Monday, Feb. 12, 1940

Pianist's Return

In the winter of 1928 a sallow, jittery, 23-year-old Russian pianist named Vladimir Horowitz made a sensational Manhattan debut at a Carnegie Hall concert under the baton of gouty Sir Thomas Beecham. So steely brilliant and ballistically precise was his performance of Tschaikowsky's B Flat Minor Concerto that Manhattan critics hailed him as "the most successful artist to appear before the American public in a decade." For Pianist Horowitz that success was the first swell of a long crescendo. He was soon one of the biggest box-office draws in U. S. music.

Only three other pianists (all world-famed veterans) could top his earning power: Ignace Jan Paderewski, Josef Hofmann and Sergei Rachmaninoff. In 1933 he joined music's royal family by marrying Wanda Toscanini, daughter of the world's No. 1 Maestro. By 1935 he had sold out 350 U. S. concerts. At $1,500 a performance, his concerts were grossing $300,000 a year.

Then, at the height of his career, in 1935, Pianist Horowitz cracked up. Soon after leaving the U. S. for a year's European tour he was laid low by an appendectomy complicated by phlebitis. For months he was unable to touch the piano. For two years he convalesced at his home in Switzerland. Only in 1938 was he able to get back to a concert platform, and then only for a few scattered recitals in European capitals. But last week, on a new U. S. tour, Pianist Horowitz made a comeback at Carnegie Hall. Manhattan concertgoers proved they had not forgotten him. When he surged through Schumann's great C Major Fantasy the huge audience cheered. Critics found that his long vacation had not dulled his fiery fingers.

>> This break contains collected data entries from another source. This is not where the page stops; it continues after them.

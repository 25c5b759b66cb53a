//! # Dossier Core
//!
//! The accounting ledger engine of a double-entry bookkeeping application:
//! entry lifecycle, per-account balance buckets, bank reconciliation,
//! settlement grouping, and per-dossier identifier counters.
//!
//! ## Features
//!
//! - **Entry lifecycle**: rough → validated state machine with soft
//!   deletion, future-dated entries, and strict editability rules
//! - **Account balances**: six concurrent buckets (validated/rough/future ×
//!   debit/credit) plus append-only period-end archives
//! - **Bank reconciliation**: conciliation groups matching entries with
//!   imported bank-statement lines
//! - **Settlement**: marking invoice/payment entries as mutually cleared,
//!   partial settlements included
//! - **Counters**: monotonic per-kind identifier allocation safe across
//!   processes sharing one dossier database
//! - **Storage abstraction**: database-agnostic design with trait-based
//!   storage
//!
//! ## Quick Start
//!
//! ```rust
//! use dossier_core::{Dossier, DossierConfig};
//! use dossier_core::utils::MemoryStorage;
//!
//! // The engine runs over any DossierStorage implementation
//! // let mut dossier = Dossier::new(MemoryStorage::new(), config);
//! ```

pub mod counters;
pub mod ledger;
pub mod reconciliation;
pub mod settlement;
pub mod traits;
pub mod types;
pub mod utils;

// Re-export commonly used types
pub use counters::*;
pub use ledger::*;
pub use reconciliation::*;
pub use settlement::*;
pub use traits::*;
pub use types::*;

Said Pianist Horowitz of his hibernation: "I think I really began to live then. For years I had been playing constantly.

I gave nearly a hundred recitals on my last tour. ... I played certain works so often that I couldn't hear them any more, even while my fingers were performing them.

[During my retirement] I had nothing to do except rest and concentrate on music --music itself. ... I think I grew as an artist. At any rate I have found new things in my music."